Dynamic programming • In short, Floyd’s approach was to • solve all possible subproblems, • from smallest to largest, • and save their solutions in a table • without checking whether they might form part of an optimal solution. • This is the heart of the dynamic programming algorithm design technique.

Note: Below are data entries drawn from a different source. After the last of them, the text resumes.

//! The backward-chaining proof engine.
//!
//! Strategy order for a binary goal: direct fact, reflexive, symmetric,
//! transitive, inverse relation, `isA` inheritance, then `Implies` rules.
//! The first strategy to succeed wins.

use tracing::debug;

use crate::config::ProofLimits;
use crate::contradiction::IS_A;
use crate::kb::FactStore;
use crate::proof::{Proof, ProofMethod, ProofStep};
use crate::semantic::SemanticIndex;

use super::rules::{Rule, RuleReasoner};
use super::symmetric::SymmetricReasoner;
use super::transitive::TransitiveReasoner;
use super::{Goal, ProofContext, ReasonResult, RelationReasoner, inherited_value};

/// Confidence multiplier when a goal is proved through its inverse.
pub const INVERSE_DECAY: f64 = 0.98;

/// Confidence multiplier per `isA` hop of an inherited property.
pub const INHERITANCE_DECAY: f64 = 0.95;

/// Read-only proof engine over one session's store, index and rules.
#[derive(Debug, Clone, Copy)]
pub struct ProofEngine<'a> {
    store: &'a FactStore,
    semantic: &'a SemanticIndex,
    rules: &'a [Rule],
    limits: &'a ProofLimits,
    inheritance_max_depth: usize,
}

impl<'a> ProofEngine<'a> {
    pub fn new(
        store: &'a FactStore,
        semantic: &'a SemanticIndex,
        rules: &'a [Rule],
        limits: &'a ProofLimits,
        inheritance_max_depth: usize,
    ) -> Self {
        Self {
            store,
            semantic,
            rules,
            limits,
            inheritance_max_depth,
        }
    }

    pub fn store(&self) -> &'a FactStore {
        self.store
    }

    pub fn semantic(&self) -> &'a SemanticIndex {
        self.semantic
    }

    pub fn rules(&self) -> &'a [Rule] {
        self.rules
    }

    /// Prove a goal with a fresh context. Timeouts become failed proofs.
    pub fn prove(&self, goal: &Goal) -> Proof {
        if self
            .store
            .is_negated(&goal.operator, &[goal.subject.clone(), goal.object.clone()])
        {
            return Proof::failure("Explicitly negated");
        }
        let mut ctx = ProofContext::new(self.limits.clone());
        let proof = match self.prove_goal(goal, 0, &mut ctx) {
            Ok(Some(proof)) => proof,
            Ok(None) => Proof::failure(ctx.failure_reason()),
            Err(e) => Proof::failure(e.to_string()),
        };
        debug!(
            goal = %goal,
            valid = proof.valid,
            method = ?proof.method,
            steps = ctx.steps(),
            "proof attempt"
        );
        proof
    }

    /// Prove a fact of any arity. Non-binary facts are only checked directly.
    pub fn prove_fact(&self, operator: &str, args: &[String]) -> Proof {
        if let [s, o] = args {
            return self.prove(&Goal::new(operator, s, o));
        }
        if self.store.is_negated(operator, args) {
            return Proof::failure("Explicitly negated");
        }
        match self.store.find(operator, args) {
            Some(fact) => Proof::success(
                ProofMethod::Direct,
                1.0,
                vec![ProofStep::new("direct", fact.metadata.to_string(), Some(fact.id))],
            ),
            None => Proof::failure("No proof found"),
        }
    }

    /// One level of backward chaining. `Ok(None)` fails this branch only.
    pub fn prove_goal(
        &self,
        goal: &Goal,
        depth: usize,
        ctx: &mut ProofContext,
    ) -> ReasonResult<Option<Proof>> {
        ctx.check_timeout()?;
        if !ctx.enter(depth) {
            return Ok(None);
        }

        if let Some(fact) = self.store.find_binary(&goal.operator, &goal.subject, &goal.object) {
            return Ok(Some(Proof::success(
                ProofMethod::Direct,
                1.0,
                vec![ProofStep::new("direct", goal.to_string(), Some(fact.id))],
            )));
        }

        if goal.subject == goal.object && self.semantic.is_reflexive(&goal.operator) {
            return Ok(Some(Proof::success(
                ProofMethod::Reflexive,
                1.0,
                vec![ProofStep::new("reflexive", goal.to_string(), None)],
            )));
        }

        let reasoners: [&dyn RelationReasoner; 2] = [&SymmetricReasoner, &TransitiveReasoner];
        for reasoner in reasoners {
            if reasoner.applies(self, goal) {
                if let Some(proof) = reasoner.try_prove(self, goal, depth, ctx)? {
                    return Ok(Some(proof));
                }
            }
        }

        if let Some(proof) = self.try_inverse(goal, depth, ctx)? {
            return Ok(Some(proof));
        }

        if let Some(proof) = self.try_inheritance(goal) {
            return Ok(Some(proof));
        }

        let rules = RuleReasoner;
        if rules.applies(self, goal) {
            return rules.try_prove(self, goal, depth, ctx);
        }
        Ok(None)
    }

    fn try_inverse(
        &self,
        goal: &Goal,
        depth: usize,
        ctx: &mut ProofContext,
    ) -> ReasonResult<Option<Proof>> {
        let Some(inverse) = self.semantic.inverse_relation(&goal.operator) else {
            return Ok(None);
        };
        let flipped = Goal::new(inverse, &goal.object, &goal.subject);
        // One key for a goal and its flipped form: returning to it from the
        // flipped proof is a dead end, not a cycle in the data.
        let key = format!("inv:{}", goal.to_string().min(flipped.to_string()));
        if ctx.is_held(&key) {
            return Ok(None);
        }
        let Some(mut guard) = ctx.guard(key) else {
            return Ok(None);
        };
        if let Some(fact) = self.store.find_binary(inverse, &goal.object, &goal.subject) {
            return Ok(Some(Proof::success(
                ProofMethod::Inverse,
                1.0,
                vec![ProofStep::new("inverse", flipped.to_string(), Some(fact.id))],
            )));
        }
        Ok(self
            .prove_goal(&flipped, depth + 1, &mut guard)?
            .map(|child| {
                let mut steps = child.steps;
                steps.push(ProofStep::new("inverse", goal.to_string(), None));
                Proof::success(ProofMethod::Inverse, child.confidence * INVERSE_DECAY, steps)
            }))
    }

    fn try_inheritance(&self, goal: &Goal) -> Option<Proof> {
        if !self.semantic.is_inheritable_property(&goal.operator) {
            return None;
        }
        let found = inherited_value(
            self.store,
            &goal.operator,
            &goal.subject,
            &goal.object,
            self.inheritance_max_depth,
        )?;
        let mut steps: Vec<ProofStep> = found
            .chain
            .windows(2)
            .map(|pair| {
                let id = self.store.find_binary(IS_A, &pair[0], &pair[1]).map(|f| f.id);
                ProofStep::new("isA_hop", format!("{IS_A} {} {}", pair[0], pair[1]), id)
            })
            .collect();
        let owner = found.chain.last().map(String::as_str).unwrap_or(&goal.subject);
        steps.push(ProofStep::new(
            "inherited_property",
            format!("{} {owner} {}", goal.operator, goal.object),
            Some(found.fact_id),
        ));
        let hops = i32::try_from(found.chain.len().saturating_sub(1)).unwrap_or(i32::MAX);
        Some(Proof::success(
            ProofMethod::Inheritance,
            INHERITANCE_DECAY.powi(hops),
            steps,
        ))
    }
}

#[cfg(test)]
mod tests {
    use super::*;
    use crate::kb::{FactKind, FactMetadata};
    use crate::semantic::{DeclSource, PropertyKind};
    use crate::vsa::{Dimension, Encoding, HyperVec};

    fn push(store: &mut FactStore, meta: FactMetadata) {
        store.push(
            HyperVec::zero(Dimension(8), Encoding::DenseBinary),
            None,
            meta,
            FactKind::Truth,
        );
    }

    fn fact(op: &str, a: &str, b: &str) -> FactMetadata {
        FactMetadata::new(op, vec![a.into(), b.into()])
    }

    #[test]
    fn strategy_order_prefers_direct() {
        let mut store = FactStore::new();
        push(&mut store, fact("isA", "a", "b"));
        push(&mut store, fact("isA", "b", "c"));
        push(&mut store, fact("isA", "a", "c"));
        let mut semantic = SemanticIndex::new();
        semantic.declare(PropertyKind::Transitive, "isA", DeclSource::default());
        let limits = ProofLimits::default();
        let engine = ProofEngine::new(&store, &semantic, &[], &limits, 8);
        assert_eq!(engine.prove(&Goal::new("isA", "a", "c")).method, Some(ProofMethod::Direct));
    }

    #[test]
    fn inverse_relation() {
        let mut store = FactStore::new();
        push(&mut store, fact("parentOf", "Ann", "Bob"));
        let mut semantic = SemanticIndex::new();
        semantic.add_inverse("childOf", "parentOf", DeclSource::default());
        let limits = ProofLimits::default();
        let engine = ProofEngine::new(&store, &semantic, &[], &limits, 8);
        let proof = engine.prove(&Goal::new("childOf", "Bob", "Ann"));
        assert_eq!(proof.method, Some(ProofMethod::Inverse));
        let proof = engine.prove(&Goal::new("childOf", "Ann", "Bob"));
        assert!(!proof.valid);
        assert_eq!(proof.reason.as_deref(), Some("No proof found"));
    }

    #[test]
    fn inheritance_and_exception() {
        let mut store = FactStore::new();
        push(&mut store, fact("isA", "Tweety", "Bird"));
        push(&mut store, fact("isA", "Pingu", "Bird"));
        push(&mut store, fact("can", "Bird", "Fly"));
        push(&mut store, FactMetadata::negation("can", vec!["Pingu".into(), "Fly".into()]));
        let mut semantic = SemanticIndex::new();
        semantic.declare(PropertyKind::Inheritable, "can", DeclSource::default());
        let limits = ProofLimits::default();
        let engine = ProofEngine::new(&store, &semantic, &[], &limits, 8);

        let proof = engine.prove(&Goal::new("can", "Tweety", "Fly"));
        assert_eq!(proof.method, Some(ProofMethod::Inheritance));
        assert_eq!(proof.steps[0].fact, "isA Tweety Bird");

        let proof = engine.prove(&Goal::new("can", "Pingu", "Fly"));
        assert!(!proof.valid);
        assert_eq!(proof.reason.as_deref(), Some("Explicitly negated"));
    }

    #[test]
    fn timeout_is_a_failed_proof() {
        let mut store = FactStore::new();
        push(&mut store, fact("isA", "a", "b"));
        let mut semantic = SemanticIndex::new();
        semantic.declare(PropertyKind::Transitive, "isA", DeclSource::default());
        let limits = ProofLimits {
            timeout_ms: 0,
            ..ProofLimits::default()
        };
        let engine = ProofEngine::new(&store, &semantic, &[], &limits, 8);
        std::thread::sleep(std::time::Duration::from_millis(2));
        let proof = engine.prove(&Goal::new("isA", "a", "z"));
        assert!(!proof.valid);
        assert!(proof.reason.unwrap().contains("timed out"));
    }

    #[test]
    fn nary_direct() {
        let mut store = FactStore::new();
        push(&mut store, FactMetadata::new("between", vec!["a".into(), "b".into(), "c".into()]));
        let semantic = SemanticIndex::new();
        let limits = ProofLimits::default();
        let engine = ProofEngine::new(&store, &semantic, &[], &limits, 8);
        let args: Vec<String> = ["a", "b", "c"].iter().map(|s| s.to_string()).collect();
        assert!(engine.prove_fact("between", &args).valid);
        assert!(!engine.prove_fact("between", &args[..1]).valid);
    }
}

Recovering the path in Floyd’s algorithm • Floyd’s algorithm gives only a cost result, and not the cheapest path itself • To recover the path from i to j, we compare Dn[i][j] with Dn-1[i][j] to see if n is on the path • if not, we continue recursively with Dn-1[i][j] • if so, we continue with both Dn-1[i][k] and Dn-1[k][j] • This recovery process is typical of dynamic programming • except that algorithms typically need to store extra information, as we did for Dykstra
Spanning trees • A (free) tree is a connected undirected graph with no cycles. • A spanning tree for an undirected graph is a free tree that contains all of its vertices • spanning trees exists iff the graph is connected • For example, given n islands and a desire to connect them with bridges, the minimal set of bridges forms a spanning tree.

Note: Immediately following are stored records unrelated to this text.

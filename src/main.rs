//! hdkb CLI: learn DSL files into a fresh session, then query or prove.

use std::path::PathBuf;

use clap::{Parser, Subcommand};
use miette::{IntoDiagnostic, Result};

use hdkb::config::SessionConfig;
use hdkb::session::Session;

#[derive(Parser)]
#[command(name = "hdkb", version, about = "Theory-driven hyperdimensional knowledge base")]
struct Cli {
    /// Session configuration (TOML).
    #[arg(long, global = true)]
    config: Option<PathBuf>,

    /// Directory of theory files; overrides `theory_dir` from the config.
    #[arg(long, global = true)]
    theory_dir: Option<PathBuf>,

    #[command(subcommand)]
    command: Commands,
}

#[derive(Subcommand)]
enum Commands {
    /// Learn DSL files in order, then optionally prove or query.
    Learn {
        /// DSL files, each learned atomically.
        #[arg(required = true)]
        files: Vec<PathBuf>,

        /// Ground goal to prove afterwards, e.g. "isA Poodle Animal".
        #[arg(long)]
        prove: Option<String>,

        /// Pattern with ?holes to query afterwards, e.g. "isA ?x Animal".
        #[arg(long)]
        query: Option<String>,
    },
}

fn print_json(value: &impl serde::Serialize) -> Result<()> {
    println!("{}", serde_json::to_string_pretty(value).into_diagnostic()?);
    Ok(())
}

fn main() -> Result<()> {
    miette::set_hook(Box::new(|_| {
        Box::new(
            miette::MietteHandlerOpts::new()
                .terminal_links(true)
                .unicode(true)
                .context_lines(3)
                .build(),
        )
    }))
    .ok();

    tracing_subscriber::fmt()
        .with_writer(std::io::stderr)
        .with_env_filter(
            tracing_subscriber::EnvFilter::try_from_default_env()
                .unwrap_or_else(|_| tracing_subscriber::EnvFilter::new("info")),
        )
        .init();

    let cli = Cli::parse();

    let mut config = match &cli.config {
        Some(path) => SessionConfig::load(path)?,
        None => SessionConfig::default(),
    };
    if let Some(dir) = cli.theory_dir {
        config.theory_dir = Some(dir);
    }

    match cli.command {
        Commands::Learn { files, prove, query } => {
            let mut session = Session::new(config)?;
            let mut all_ok = true;
            for file in &files {
                let text = std::fs::read_to_string(file).into_diagnostic()?;
                let label = file.display().to_string();
                let outcome = session.learn_from(&text, Some(label.as_str()));
                all_ok &= outcome.success;
                print_json(&serde_json::json!({ "file": label, "learn": outcome }))?;
            }
            if let Some(goal) = prove {
                print_json(&session.prove(&goal)?)?;
            }
            if let Some(pattern) = query {
                print_json(&session.query(&pattern)?)?;
            }
            session.close();
            if !all_ok {
                std::process::exit(1);
            }
        }
    }

    Ok(())
}
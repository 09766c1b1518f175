//! Backward-chaining proof search.
//!
//! [`ProofContext`] carries the cycle-guard set and the depth/step/time
//! budget through one proof attempt. Guards are RAII: [`ProofContext::guard`]
//! inserts a key and the returned [`CycleGuard`] removes it when dropped, so
//! a key is held exactly while its sub-proof is running.
//!
//! The relation reasoners ([`transitive::TransitiveReasoner`],
//! [`symmetric::SymmetricReasoner`]) share the [`RelationReasoner`] contract
//! and are dispatched by [`engine::ProofEngine`].

pub mod engine;
pub mod rules;
pub mod symmetric;
pub mod transitive;

use std::collections::{HashMap, HashSet, VecDeque};
use std::ops::{Deref, DerefMut};
use std::time::{Duration, Instant};

use crate::config::ProofLimits;
use crate::contradiction::IS_A;
use crate::error::ReasonError;
use crate::kb::{FactId, FactStore};
use crate::proof::Proof;

pub use engine::ProofEngine;

pub type ReasonResult<T> = std::result::Result<T, ReasonError>;

/// Words never treated as chain intermediates.
pub const RESERVED_WORDS: &[&str] = &[
    "Implies", "And", "Or", "Not", "ForAll", "Exists", "true", "false",
];

/// A binary proof goal `operator(subject, object)`.
#[derive(Debug, Clone, PartialEq, Eq, Hash)]
pub struct Goal {
    pub operator: String,
    pub subject: String,
    pub object: String,
}

impl Goal {
    pub fn new(operator: &str, subject: &str, object: &str) -> Self {
        Self {
            operator: operator.to_string(),
            subject: subject.to_string(),
            object: object.to_string(),
        }
    }

    pub fn reversed(&self) -> Self {
        Self::new(&self.operator, &self.object, &self.subject)
    }
}

impl std::fmt::Display for Goal {
    fn fmt(&self, f: &mut std::fmt::Formatter<'_>) -> std::fmt::Result {
        write!(f, "{} {} {}", self.operator, self.subject, self.object)
    }
}

// ---------------------------------------------------------------------------
// Context and guards
// ---------------------------------------------------------------------------

/// Mutable state of one proof attempt.
#[derive(Debug)]
pub struct ProofContext {
    visited: HashSet<String>,
    steps: usize,
    started: Instant,
    limits: ProofLimits,
    guards_taken: usize,
    cycle_detected: bool,
    depth_exceeded: bool,
    steps_exceeded: bool,
}

impl ProofContext {
    pub fn new(limits: ProofLimits) -> Self {
        Self {
            visited: HashSet::new(),
            steps: 0,
            started: Instant::now(),
            limits,
            guards_taken: 0,
            cycle_detected: false,
            depth_exceeded: false,
            steps_exceeded: false,
        }
    }

    /// Fail the whole attempt once the wall-clock budget is spent.
    pub fn check_timeout(&self) -> ReasonResult<()> {
        let elapsed = self.started.elapsed();
        if elapsed > Duration::from_millis(self.limits.timeout_ms) {
            return Err(ReasonError::Timeout {
                elapsed_ms: elapsed.as_millis(),
            });
        }
        Ok(())
    }

    /// Count one search step and check the depth bound. False means the
    /// branch must be abandoned; siblings may continue.
    pub fn enter(&mut self, depth: usize) -> bool {
        if depth > self.limits.max_depth {
            self.depth_exceeded = true;
            return false;
        }
        self.steps += 1;
        if self.steps > self.limits.max_steps {
            self.steps_exceeded = true;
            return false;
        }
        true
    }

    /// Hold `key` for the lifetime of the returned guard. `None` means the
    /// key is already held higher up the recursion: a cycle.
    pub fn guard(&mut self, key: String) -> Option<CycleGuard<'_>> {
        if self.visited.contains(&key) {
            self.cycle_detected = true;
            return None;
        }
        self.visited.insert(key.clone());
        self.guards_taken += 1;
        Some(CycleGuard { ctx: self, key })
    }

    pub fn is_held(&self, key: &str) -> bool {
        self.visited.contains(key)
    }

    pub fn held_count(&self) -> usize {
        self.visited.len()
    }

    /// Total guards ever taken in this attempt.
    pub fn guards_taken(&self) -> usize {
        self.guards_taken
    }

    pub fn steps(&self) -> usize {
        self.steps
    }

    pub fn limits(&self) -> &ProofLimits {
        &self.limits
    }

    /// Why the attempt failed, from the flags raised during search.
    pub fn failure_reason(&self) -> &'static str {
        if self.cycle_detected {
            "Cycle detected"
        } else if self.depth_exceeded {
            "Depth limit exceeded"
        } else if self.steps_exceeded {
            "Step limit exceeded"
        } else {
            "No proof found"
        }
    }
}

/// Scoped cycle-guard entry. Derefs to the context for recursive calls.
pub struct CycleGuard<'a> {
    ctx: &'a mut ProofContext,
    key: String,
}

impl Deref for CycleGuard<'_> {
    type Target = ProofContext;

    fn deref(&self) -> &ProofContext {
        self.ctx
    }
}

impl DerefMut for CycleGuard<'_> {
    fn deref_mut(&mut self) -> &mut ProofContext {
        self.ctx
    }
}

impl Drop for CycleGuard<'_> {
    fn drop(&mut self) {
        self.ctx.visited.remove(&self.key);
    }
}

// ---------------------------------------------------------------------------
// Reasoner contract
// ---------------------------------------------------------------------------

/// A proof strategy for one kind of relation.
pub trait RelationReasoner {
    fn name(&self) -> &'static str;

    /// Whether this reasoner handles `goal`'s relation.
    fn applies(&self, engine: &ProofEngine<'_>, goal: &Goal) -> bool;

    /// Try to prove `goal`. `Ok(None)` fails the branch; `Err` aborts the attempt.
    fn try_prove(
        &self,
        engine: &ProofEngine<'_>,
        goal: &Goal,
        depth: usize,
        ctx: &mut ProofContext,
    ) -> ReasonResult<Option<Proof>>;
}

// ---------------------------------------------------------------------------
// Inheritance walk
// ---------------------------------------------------------------------------

/// An inherited property: the `isA` chain from subject to owner and the
/// owner's stored fact.
#[derive(Debug, Clone, PartialEq, Eq)]
pub struct InheritedValue {
    /// Subject first, owning ancestor last.
    pub chain: Vec<String>,
    pub fact_id: FactId,
}

/// Breadth-first walk up the `isA` ancestry of `subject` for an ancestor
/// that directly has `op(ancestor, value)`.
///
/// A `Not op subject value` exception blocks everything. A `Not op anc value`
/// exception on an ancestor blocks that ancestor and the path above it;
/// other branches are still explored.
pub fn inherited_value(
    store: &FactStore,
    op: &str,
    subject: &str,
    value: &str,
    max_depth: usize,
) -> Option<InheritedValue> {
    let blocked = |node: &str| store.is_negated(op, &[node.to_string(), value.to_string()]);
    if blocked(subject) {
        return None;
    }
    let component = store.component();
    let mut parent: HashMap<String, String> = HashMap::new();
    let mut seen: HashSet<String> = HashSet::from([subject.to_string()]);
    let mut queue = VecDeque::from([(subject.to_string(), 0usize)]);

    while let Some((node, depth)) = queue.pop_front() {
        if depth >= max_depth {
            continue;
        }
        for next in component.edges_from(IS_A, &node) {
            if !seen.insert(next.clone()) {
                continue;
            }
            parent.insert(next.clone(), node.clone());
            if blocked(next.as_str()) {
                tracing::debug!(op, ancestor = %next, value, "inherited edge blocked by exception");
                continue;
            }
            if let Some(fact) = store.find_binary(op, next, value) {
                let mut chain = vec![next.clone()];
                let mut cursor = next.as_str();
                while let Some(p) = parent.get(cursor) {
                    chain.push(p.clone());
                    cursor = p;
                }
                chain.reverse();
                return Some(InheritedValue {
                    chain,
                    fact_id: fact.id,
                });
            }
            queue.push_back((next.clone(), depth + 1));
        }
    }
    None
}

#[cfg(test)]
mod tests {
    use super::*;

    fn limits() -> ProofLimits {
        ProofLimits {
            max_depth: 3,
            max_steps: 5,
            timeout_ms: 1_000,
        }
    }

    #[test]
    fn guard_releases_on_drop() {
        let mut ctx = ProofContext::new(limits());
        {
            let mut guard = ctx.guard("isA:a:c".into()).unwrap();
            assert!(guard.is_held("isA:a:c"));
            assert!(guard.guard("isA:a:c".into()).is_none());
            let inner = guard.guard("isA:b:c".into());
            assert!(inner.is_some());
        }
        assert_eq!(ctx.held_count(), 0);
        assert_eq!(ctx.guards_taken(), 2);
        assert_eq!(ctx.failure_reason(), "Cycle detected");
    }

    #[test]
    fn depth_and_step_limits() {
        let mut ctx = ProofContext::new(limits());
        assert!(!ctx.enter(4));
        assert_eq!(ctx.failure_reason(), "Depth limit exceeded");

        let mut ctx = ProofContext::new(limits());
        for _ in 0..5 {
            assert!(ctx.enter(0));
        }
        assert!(!ctx.enter(0));
        assert_eq!(ctx.failure_reason(), "Step limit exceeded");
    }

    #[test]
    fn zero_timeout_expires() {
        let ctx = ProofContext::new(ProofLimits {
            timeout_ms: 0,
            ..limits()
        });
        std::thread::sleep(Duration::from_millis(2));
        assert!(matches!(ctx.check_timeout(), Err(ReasonError::Timeout { .. })));
    }
}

Minimum cost spanning trees • The minimal set of bridges has size n-1 • spanning trees always have n-1 edges • Minimizing the total cost of constructing the bridges corresponds to finding a minimum cost spanning tree. • Here we begin with a weighted graph where the cost of the edge {v,w} is the cost of building the bridge between v and w. • not the cost of using it
Prim's algorithm: • Prim’s algorithm grows the spanning tree by adding one edge at a time • Like Dijkstra’s algorithm, it adds the cheapest possible legal edge • that goes to an unknown vertex • The only change is how d is updated • d stores the shortest distance to a known vertex • when v is added, d(w) becomes min{d(w), c(v,w)}
Example of Prim's algorithm • Using the graph on p. 394 of Weiss, and vertex 5 as the source vertex • After adding d at 1 2 3 4 5 6 7 becomes • 5 *10 * 7 * * 6 • 7 (from 5) *10 * 4 “ 1 “ • 6 (from 7) *10 5 4 “ “ “ • 4 (from 7) 1 3 2 " “ “ “ • 1 (from 4) " 2 2 " " " " • 2 (from 1) " “ 2 " " “ " • 3 (from 4) “ “ “ “ “ “ “ • We get the same spanning tree as Weiss
Final remarks on Prim’s algorithm • The analysis of Prim’s algorithm is the same as for Dykstra’s • The path (as opposed to its cost) can be obtained as for Dykstra, using an array p • when {v,w} reduces d(w), p(w) becomes v
A competitor to Prim’s algorithm • When constructing a spanning tree, we needn’t assume that the edges being added form a connected graph • An algorithm due to Kruskal dispenses with this assumption • It’s enough that the set of edges can be extended to a tree • that is, that it contains no cycles
Kruskal's algorithm • Consider edges in nondecreasing order of cost. • Include an edge iff it does not complete a cycle • that is, if there’s already a path between its endpoints • Stop when n-1 edges have been added • Here the awkward question is whether adding an edge completes a cycle
Connected components • For a undirected graph G = (V,E), the relation ~ on v is an equivalence relation • if v~w means that there's a path between v and w • The equivalence classes are called connectedcomponents • To answer Kruskal's awkward question, we find the equivalence class of each vertex • we also need to combine two equivalence classes when an edge is added.